Repeating myself, nobody showed how the alternative P&Q could be backdoored.

 
In other words, even if subversion were attempted, it was effectively caught
and thwarted, at least in 800-90A and X9.82-3, by two things: (a) the
alternative points, and (b) the highly publicized potential backdoor.  Of
course, (b) is outside the standard, which is why I referred to naïve and
malicious implmenters.

Arguably, the specs do not do enough to warn naïve implementers of the
backdoor.  So, I went back to look at SP 800-90A.

Section 10.3.1, first paragraph states that Dual_EC_DRBG depends on it hard
to find a such that Q=aP.  On the same page, Figure 13 outlines the
Dual_EC_DRBG, using the same notation P and Q.

So, even if a naïve implementer hadn't heard of Ferguson et al., these two
parts of the spec together spell out to the implementer the need to ensure
that a is secret, no?

In other words, the specs are fairly clear to a thorough implementer.  

I admit that the specs could be made even clearer: they could have said that
there is a potential "backdoor".  

I would even want them to clearer. 

> We have internal NSA documents reported as talking about
> the subversion.  
 
Reported, yes.  But AFAIK, not published.

> We have confirmation of RSA (inadvertently or not)
> accepting money to put a EC_DRBG as a default.  

My conclusion was regarding the standards, per se, not about
implementations.

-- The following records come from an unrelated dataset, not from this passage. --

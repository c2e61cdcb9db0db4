//! Actions and the identities that address them.
//!
//! An [`Action`] is one event driving one state transition: an
//! [`ActionType`], an optional payload, and a failure flag. `ActionType`
//! doubles as the key type of handler maps, so the same value describes
//! both "what happened" and "which handler reacts".

use std::borrow::Cow;
use std::fmt;
use std::sync::atomic::{AtomicU64, Ordering};

/// Monotonic source of symbol and creator identities.
static NEXT_IDENTITY: AtomicU64 = AtomicU64::new(1);

/// Mint a fresh identity.
pub(crate) fn next_identity() -> u64 {
    NEXT_IDENTITY.fetch_add(1, Ordering::Relaxed)
}

/// A unique token usable as an action type or handler-map key.
///
/// Two symbols are equal only when one is a clone of the other. Equal
/// descriptions never make equal symbols, so symbol-keyed handlers cannot
/// be reached by spelling out a matching string.
///
/// # Examples
///
/// ```
/// use foldux_core::action::Symbol;
///
/// let a = Symbol::new("increment");
/// let b = Symbol::new("increment");
/// assert_ne!(a, b);
/// assert_eq!(a, a.clone());
/// assert_eq!(a.to_string(), "Symbol(increment)");
/// ```
#[derive(Debug, Clone, PartialEq, Eq, Hash)]
pub struct Symbol {
    id: u64,
    description: String,
}

impl Symbol {
    /// Create a fresh symbol. Every call mints a new identity.
    #[must_use]
    pub fn new(description: impl Into<String>) -> Self {
        Self {
            id: next_identity(),
            description: description.into(),
        }
    }

    /// The description this symbol was created with.
    #[must_use]
    pub fn description(&self) -> &str {
        &self.description
    }
}

impl fmt::Display for Symbol {
    fn fmt(&self, f: &mut fmt::Formatter<'_>) -> fmt::Result {
        write!(f, "Symbol({})", self.description)
    }
}

/// The type of an action, and simultaneously the key shape of handler maps.
///
/// Three shapes exist:
///
/// - [`ActionType::Named`]: a plain string, matched against the canonical
///   form of incoming action types.
/// - [`ActionType::Symbol`]: a unique [`Symbol`], matched by identity.
/// - [`ActionType::Creator`]: the identity of an
///   [`ActionCreator`](crate::creator::ActionCreator), matched by identity.
///
/// Matching is asymmetric on purpose: a `Named` key matches any action
/// whose canonical string equals it, including symbol or creator actions,
/// while identity-shaped keys never match a merely equal spelling.
#[derive(Debug, Clone, PartialEq, Eq, Hash)]
pub enum ActionType {
    /// Plain string type.
    Named(String),
    /// Unique symbol token.
    Symbol(Symbol),
    /// Action-creator identity.
    Creator {
        /// Identity minted when the creator was built.
        id: u64,
        /// The creator's embedded type string.
        name: String,
    },
}

impl ActionType {
    /// Canonical string form of this type.
    ///
    /// The string itself for [`Named`](Self::Named), the
    /// description-qualified form for [`Symbol`](Self::Symbol), and the
    /// embedded type string for [`Creator`](Self::Creator). Flattening uses
    /// this form to join nested paths, and [`matches`](Self::matches) uses
    /// it for the string-equality side of key matching.
    #[must_use]
    pub fn canonical(&self) -> Cow<'_, str> {
        match self {
            Self::Named(name) | Self::Creator { name, .. } => Cow::Borrowed(name),
            Self::Symbol(symbol) => Cow::Owned(symbol.to_string()),
        }
    }

    /// Whether an action carrying `action_type` is addressed by this key.
    ///
    /// `Named` keys compare against the action type's canonical string;
    /// `Symbol` and `Creator` keys require the same identity. One action
    /// can therefore satisfy several keys at once, and every satisfied
    /// handler fires in map order.
    #[must_use]
    pub fn matches(&self, action_type: &ActionType) -> bool {
        match self {
            Self::Named(name) => action_type.canonical() == name.as_str(),
            key => key == action_type,
        }
    }
}

impl fmt::Display for ActionType {
    fn fmt(&self, f: &mut fmt::Formatter<'_>) -> fmt::Result {
        write!(f, "{}", self.canonical())
    }
}

impl From<&str> for ActionType {
    fn from(name: &str) -> Self {
        Self::Named(name.to_owned())
    }
}

impl From<String> for ActionType {
    fn from(name: String) -> Self {
        Self::Named(name)
    }
}

impl From<Symbol> for ActionType {
    fn from(symbol: Symbol) -> Self {
        Self::Symbol(symbol)
    }
}

impl From<&Symbol> for ActionType {
    fn from(symbol: &Symbol) -> Self {
        Self::Symbol(symbol.clone())
    }
}

/// One event driving one state transition.
///
/// Payloads are optional. The failure flag marks actions whose payload
/// describes an error rather than a result, and is what the default
/// failure predicate of an assembled reducer inspects when choosing
/// between a handler's success and failure paths.
///
/// # Examples
///
/// ```
/// use foldux_core::action::Action;
///
/// let plain = Action::<i64>::new("increment");
/// assert!(plain.payload().is_none());
/// assert!(!plain.is_failure());
///
/// let with_amount = Action::new("increment").with_payload(7);
/// assert_eq!(with_amount.payload(), Some(&7));
///
/// let failed = Action::failure("notify", 404);
/// assert!(failed.is_failure());
/// ```
#[derive(Debug, Clone, PartialEq, Eq)]
pub struct Action<P> {
    action_type: ActionType,
    payload: Option<P>,
    failure: bool,
}

impl<P> Action<P> {
    /// Create an action with no payload.
    #[must_use]
    pub fn new(action_type: impl Into<ActionType>) -> Self {
        Self {
            action_type: action_type.into(),
            payload: None,
            failure: false,
        }
    }

    /// Create a failure action carrying an error-describing payload.
    #[must_use]
    pub fn failure(action_type: impl Into<ActionType>, payload: P) -> Self {
        Self {
            action_type: action_type.into(),
            payload: Some(payload),
            failure: true,
        }
    }

    /// Attach a payload.
    #[must_use]
    pub fn with_payload(mut self, payload: P) -> Self {
        self.payload = Some(payload);
        self
    }

    /// Mark this action as a failure.
    #[must_use]
    pub const fn with_failure(mut self) -> Self {
        self.failure = true;
        self
    }

    /// The action's type.
    #[must_use]
    pub const fn action_type(&self) -> &ActionType {
        &self.action_type
    }

    /// The payload, if any.
    #[must_use]
    pub const fn payload(&self) -> Option<&P> {
        self.payload.as_ref()
    }

    /// Whether this action was marked as a failure.
    #[must_use]
    pub const fn is_failure(&self) -> bool {
        self.failure
    }
}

I was not drawing any conclusions about implementations.

> You yourself just said the
> validation labs are demanding the backdoored P & Q be used (and rejecting
> the provably uncooked implemented chosen parameters presumably).  

 Yes, I should clarify, I was referring to the NIST SP 800 90A and ANSI
X9.82-4 as not being subverted.  I am only vaguely familiar with CAVP and
CMVP, and was not drawing any conclusions about them.  Aside: I do not deals
with labs personally, so have nothing to say about them.

> NIST
> put the standard forward (inadvertently or not) from NSA input.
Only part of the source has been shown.